He kept his fingers wrapped around mine. Yeah, he wasn't buying it. That's the trouble with sharing your life with someone. They know when you bullshit.

The two renders relaxed.

“Called in the cavalry?” I asked them.

“Just being proactive,” Pearce said.

Jezebel gave me an apologetic look.

“Andrea and Raphael are members of the Pack,” Curran said. “The law is clear, and they know exactly what to do. You aren't a member of the
Pack and you're the former Consort. It's confusing, and renders don't like confusing.”

“No, my lord,” Jezebel said. “We don't.”

“Not your lord anymore.” Curran smiled at her.

“How did it go at the Guild?” I asked.

“It went fine. Had some minor annoying things to take care of. Anyway, Ascanio said you went to see the witches.”

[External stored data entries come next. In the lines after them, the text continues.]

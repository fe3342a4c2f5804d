// Copyright 2026 region-nbt developers
// SPDX-License-Identifier: GPL-3.0-or-later

//! Manual NBT decoding from byte slices.

use indexmap::IndexMap;

use crate::error::NbtError;
use crate::nbt::mutf8::decode_mutf8;
use crate::nbt::{NamedTag, NbtString, NbtTag};

/// A reader that maintains a cursor over a byte slice for manual parsing.
pub struct ByteReader<'a> {
    /// The remaining data to be read.
    pub data: &'a [u8],
}

impl<'a> ByteReader<'a> {
    pub fn new(data: &'a [u8]) -> Self {
        Self { data }
    }

    #[inline]
    fn read_u8(&mut self) -> Result<u8, NbtError> {
        if self.data.is_empty() {
            return Err(NbtError::TruncatedStream);
        }
        let b = self.data[0];
        self.data = &self.data[1..];
        Ok(b)
    }

    #[inline]
    fn read_i8(&mut self) -> Result<i8, NbtError> {
        self.read_u8().map(|b| b as i8)
    }

    #[inline]
    fn read_u16(&mut self) -> Result<u16, NbtError> {
        if self.data.len() < 2 {
            return Err(NbtError::TruncatedStream);
        }
        let bytes = [self.data[0], self.data[1]];
        self.data = &self.data[2..];
        Ok(u16::from_be_bytes(bytes))
    }

    #[inline]
    fn read_i16(&mut self) -> Result<i16, NbtError> {
        self.read_u16().map(|v| v as i16)
    }

    #[inline]
    fn read_i32(&mut self) -> Result<i32, NbtError> {
        if self.data.len() < 4 {
            return Err(NbtError::TruncatedStream);
        }
        let bytes = [self.data[0], self.data[1], self.data[2], self.data[3]];
        self.data = &self.data[4..];
        Ok(i32::from_be_bytes(bytes))
    }

    #[inline]
    fn read_i64(&mut self) -> Result<i64, NbtError> {
        if self.data.len() < 8 {
            return Err(NbtError::TruncatedStream);
        }
        let bytes: [u8; 8] = self.data[..8].try_into().unwrap();
        self.data = &self.data[8..];
        Ok(i64::from_be_bytes(bytes))
    }

    #[inline]
    fn read_f32(&mut self) -> Result<f32, NbtError> {
        self.read_i32().map(|v| f32::from_bits(v as u32))
    }

    #[inline]
    fn read_f64(&mut self) -> Result<f64, NbtError> {
        self.read_i64().map(|v| f64::from_bits(v as u64))
    }

    #[inline]
    fn read_bytes(&mut self, len: usize) -> Result<&'a [u8], NbtError> {
        if self.data.len() < len {
            return Err(NbtError::TruncatedStream);
        }
        let bytes = &self.data[..len];
        self.data = &self.data[len..];
        Ok(bytes)
    }

    /// Reads an array length prefix, rejecting negative values.
    #[inline]
    fn read_len(&mut self) -> Result<usize, NbtError> {
        let len = self.read_i32()?;
        if len < 0 {
            return Err(NbtError::MalformedLength(len));
        }
        Ok(len as usize)
    }
}

/// Parses a length-prefixed string payload, keeping its raw bytes.
pub fn parse_string(reader: &mut ByteReader) -> Result<NbtString, NbtError> {
    let len = reader.read_u16()? as usize;
    let bytes = reader.read_bytes(len)?;
    Ok(NbtString::from_mutf8(bytes.to_vec()))
}

/// Parses a length-prefixed tag name as a logical string.
fn parse_name(reader: &mut ByteReader) -> Result<String, NbtError> {
    let len = reader.read_u16()? as usize;
    let bytes = reader.read_bytes(len)?;
    Ok(decode_mutf8(bytes)?)
}

/// Parses the payload of an NBT tag based on its type id.
pub fn parse_payload(reader: &mut ByteReader, type_id: u8) -> Result<NbtTag, NbtError> {
    match type_id {
        1 => Ok(NbtTag::Byte(reader.read_i8()?)),
        2 => Ok(NbtTag::Short(reader.read_i16()?)),
        3 => Ok(NbtTag::Int(reader.read_i32()?)),
        4 => Ok(NbtTag::Long(reader.read_i64()?)),
        5 => Ok(NbtTag::Float(reader.read_f32()?)),
        6 => Ok(NbtTag::Double(reader.read_f64()?)),
        7 => {
            let len = reader.read_len()?;
            let bytes = reader.read_bytes(len)?;
            Ok(NbtTag::ByteArray(bytes.to_vec()))
        }
        8 => Ok(NbtTag::String(parse_string(reader)?)),
        9 => {
            let element_type = reader.read_u8()?;
            let len = reader.read_i32()?;
            if len <= 0 {
                // Empty lists may declare element type 0 (End).
                return Ok(NbtTag::List(Vec::new()));
            }
            if element_type == 0 {
                return Err(NbtError::MalformedLength(len));
            }
            let len = len as usize;
            let mut elements = Vec::with_capacity(len.min(1 << 16));
            for _ in 0..len {
                elements.push(parse_payload(reader, element_type)?);
            }
            Ok(NbtTag::List(elements))
        }
        10 => {
            let mut map = IndexMap::new();
            loop {
                let tag_type = reader.read_u8()?;
                if tag_type == 0 {
                    break;
                }
                let name = parse_name(reader)?;
                let payload = parse_payload(reader, tag_type)?;
                map.insert(name, payload);
            }
            Ok(NbtTag::Compound(map))
        }
        11 => {
            let len = reader.read_len()?;
            let bytes = reader.read_bytes(len * 4)?;
            let mut ints = Vec::with_capacity(len);
            for chunk in bytes.chunks_exact(4) {
                ints.push(i32::from_be_bytes(chunk.try_into().unwrap()));
            }
            Ok(NbtTag::IntArray(ints))
        }
        12 => {
            let len = reader.read_len()?;
            let bytes = reader.read_bytes(len * 8)?;
            let mut longs = Vec::with_capacity(len);
            for chunk in bytes.chunks_exact(8) {
                longs.push(i64::from_be_bytes(chunk.try_into().unwrap()));
            }
            Ok(NbtTag::LongArray(longs))
        }
        _ => Err(NbtError::UnknownTagId(type_id)),
    }
}

/// Parses one named root Compound from the input.
///
/// This is the entry point for decoding top-level NBT data (like a
/// `level.dat` body or a decompressed chunk). On success, `input` is
/// advanced past the document.
pub fn parse_root(input: &mut &[u8]) -> Result<NamedTag, NbtError> {
    let mut reader = ByteReader::new(input);
    let tag_type = reader.read_u8()?;
    if tag_type != 10 {
        return Err(NbtError::InvalidRoot(tag_type));
    }
    let name = parse_name(&mut reader)?;
    let tag = parse_payload(&mut reader, 10)?;
    *input = reader.data;
    Ok(NamedTag { name, tag })
}

#[cfg(test)]
mod tests {
    use super::*;

    #[test]
    fn parse_string_payload() {
        let data = vec![0, 3, b'h', b'i', b'!'];
        let mut reader = ByteReader::new(&data);
        let s = parse_string(&mut reader).unwrap();
        assert_eq!(s.as_bytes(), b"hi!");
        assert!(reader.data.is_empty());
    }

    #[test]
    fn parse_byte_payload() {
        let data = vec![42];
        let mut reader = ByteReader::new(&data);
        let tag = parse_payload(&mut reader, 1).unwrap();
        assert_eq!(tag, NbtTag::Byte(42));
    }

    #[test]
    fn root_must_be_compound() {
        let data = vec![1, 0, 0, 42];
        let mut input = &data[..];
        assert!(matches!(
            parse_root(&mut input),
            Err(NbtError::InvalidRoot(1))
        ));
    }

    #[test]
    fn rejects_unknown_tag_id() {
        let data = vec![0x0A, 0, 0, 13, 0, 1, b'q', 0];
        let mut input = &data[..];
        assert!(matches!(
            parse_root(&mut input),
            Err(NbtError::UnknownTagId(13))
        ));
    }

    #[test]
    fn rejects_negative_array_length() {
        let mut data = vec![0x0A, 0, 0, 7, 0, 1, b'b'];
        data.extend_from_slice(&(-1i32).to_be_bytes());
        data.push(0);
        let mut input = &data[..];
        assert!(matches!(
            parse_root(&mut input),
            Err(NbtError::MalformedLength(-1))
        ));
    }

    #[test]
    fn rejects_end_typed_nonempty_list() {
        let mut data = vec![0x0A, 0, 0, 9, 0, 1, b'l', 0];
        data.extend_from_slice(&2i32.to_be_bytes());
        data.push(0);
        let mut input = &data[..];
        assert!(matches!(
            parse_root(&mut input),
            Err(NbtError::MalformedLength(2))
        ));
    }

    #[test]
    fn truncated_payload_is_an_error() {
        let data = vec![0x0A, 0, 0, 3, 0, 1, b'i', 0, 0];
        let mut input = &data[..];
        assert!(matches!(
            parse_root(&mut input),
            Err(NbtError::TruncatedStream)
        ));
    }

    #[test]
    fn cursor_advances_past_document() {
        let data = vec![0x0A, 0, 0, 0, 0xFF, 0xFF];
        let mut input = &data[..];
        parse_root(&mut input).unwrap();
        assert_eq!(input, &[0xFF, 0xFF]);
    }
}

My whole body tried to squeeze itself into a fist. “Later.”

Curran studied me. “Okay. Later.”

“Andrea's been taking panacea,” I said.

“Yes.”

“She will be fine.”

He nodded. “Yes.”

“Her baby won't go loup.” I was talking to myself now.

“It will be okay, baby.”

The double doors clanged open. The renders and I jumped to our feet. Curran wrapped his arms around me, pinning my back to his chest. Nasrin appeared in the doorway, her face tired.

I forgot how to breathe.

“Come on.” Nasrin stepped aside, letting us through.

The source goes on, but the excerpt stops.